[Stored items from a collection]
--

use axum::body::Bytes;
use image::ImageFormat;
use std::path::{Component, Path, PathBuf};
use tokio::fs;
use tracing::{debug, warn};
use uuid::Uuid;

use crate::errors::{StorageError, StorageResult};

/// URL prefix under which stored files are served
pub const PUBLIC_PREFIX: &str = "/uploads/";

/// A file part received from a multipart form
#[derive(Debug, Clone)]
pub struct UploadedFile {
    pub file_name: Option<String>,
    pub content_type: Option<String>,
    pub data: Bytes,
}

impl UploadedFile {
    fn looks_like_svg(&self) -> bool {
        let declared = self.content_type.as_deref() == Some("image/svg+xml")
            || self
                .file_name
                .as_deref()
                .map(|n| n.to_ascii_lowercase().ends_with(".svg"))
                .unwrap_or(false);
        let head = &self.data[..self.data.len().min(1024)];
        declared && String::from_utf8_lossy(head).contains("<svg")
    }
}

#[derive(Clone)]
pub struct UploadStorage {
    root: PathBuf,
}

impl UploadStorage {
    pub fn new(root: PathBuf) -> Self {
        Self { root }
    }

    pub fn root(&self) -> &Path {
        &self.root
    }

    pub async fn ensure_storage_dir(&self) -> Result<(), std::io::Error> {
        if !self.root.exists() {
            fs::create_dir_all(&self.root).await?;
        }
        Ok(())
    }

    /// File extension for the upload, from its magic bytes
    ///
    /// SVG has no magic number, so it is accepted when both the declared
    /// type (or file name) and the content agree.
    fn extension_for(file: &UploadedFile) -> StorageResult<&'static str> {
        if let Ok(format) = image::guess_format(&file.data) {
            let extension = match format {
                ImageFormat::Png => "png",
                ImageFormat::Jpeg => "jpg",
                ImageFormat::Gif => "gif",
                ImageFormat::WebP => "webp",
                ImageFormat::Ico => "ico",
                ImageFormat::Bmp => "bmp",
                other => other.extensions_str().first().copied().unwrap_or("img"),
            };
            return Ok(extension);
        }

        if file.looks_like_svg() {
            return Ok("svg");
        }

        Err(StorageError::UnsupportedContentType {
            content_type: file
                .content_type
                .clone()
                .unwrap_or_else(|| "application/octet-stream".to_string()),
        })
    }

    /// Write `file` under a generated name and return its public path
    pub async fn store(&self, file: &UploadedFile) -> StorageResult<String> {
        if file.data.is_empty() {
            return Err(StorageError::Empty);
        }
        let extension = Self::extension_for(file)?;

        self.ensure_storage_dir().await?;

        let file_name = format!("{}.{}", Uuid::new_v4(), extension);
        fs::write(self.root.join(&file_name), &file.data).await?;

        debug!("Stored upload {} ({} bytes)", file_name, file.data.len());
        Ok(format!("{}{}", PUBLIC_PREFIX, file_name))
    }

    /// Map a public `/uploads/<name>` path to its location on disk
    pub fn resolve(&self, public_path: &str) -> StorageResult<PathBuf> {
        let invalid = || StorageError::InvalidPath {
            path: public_path.to_string(),
        };

        let name = public_path.strip_prefix(PUBLIC_PREFIX).ok_or_else(invalid)?;
        let mut components = Path::new(name).components();
        match (components.next(), components.next()) {
            (Some(Component::Normal(part)), None) => Ok(self.root.join(part)),
            _ => Err(invalid()),
        }
    }

    pub async fn exists(&self, public_path: &str) -> bool {
        match self.resolve(public_path) {
            Ok(path) => fs::try_exists(path).await.unwrap_or(false),
            Err(_) => false,
        }
    }

    /// Delete a stored file. A file that is already gone is not an error.
    pub async fn delete(&self, public_path: &str) -> StorageResult<()> {
        let path = self.resolve(public_path)?;
        match fs::remove_file(&path).await {
            Ok(()) => Ok(()),
            Err(e) if e.kind() == std::io::ErrorKind::NotFound => Ok(()),
            Err(e) => Err(e.into()),
        }
    }

    /// Delete a stored file, logging instead of failing
    pub async fn delete_best_effort(&self, public_path: &str) {
        match self.delete(public_path).await {
            Ok(()) => debug!("Deleted upload {}", public_path),
            Err(StorageError::InvalidPath { .. }) => {
                debug!("Not deleting {}: not a stored upload", public_path)
            }
            Err(e) => warn!("Orphaned upload {}: delete failed: {}", public_path, e),
        }
    }
}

--

HOW TO COMPLETE THIS TASK: Return exactly what appears above, from the first line of the entries to the line with "#[derive(Clone)]", inclusive.

ANSWER SPACE:
use axum::body::Bytes;
use image::ImageFormat;
use std::path::{Component, Path, PathBuf};
use tokio::fs;
use tracing::{debug, warn};
use uuid::Uuid;

use crate::errors::{StorageError, StorageResult};

/// URL prefix under which stored files are served
pub const PUBLIC_PREFIX: &str = "/uploads/";

/// A file part received from a multipart form
#[derive(Debug, Clone)]
pub struct UploadedFile {
    pub file_name: Option<String>,
    pub content_type: Option<String>,
    pub data: Bytes,
}

impl UploadedFile {
    fn looks_like_svg(&self) -> bool {
        let declared = self.content_type.as_deref() == Some("image/svg+xml")
            || self
                .file_name
                .as_deref()
                .map(|n| n.to_ascii_lowercase().ends_with(".svg"))
                .unwrap_or(false);
        let head = &self.data[..self.data.len().min(1024)];
        declared && String::from_utf8_lossy(head).contains("<svg")
    }
}

#[derive(Clone)]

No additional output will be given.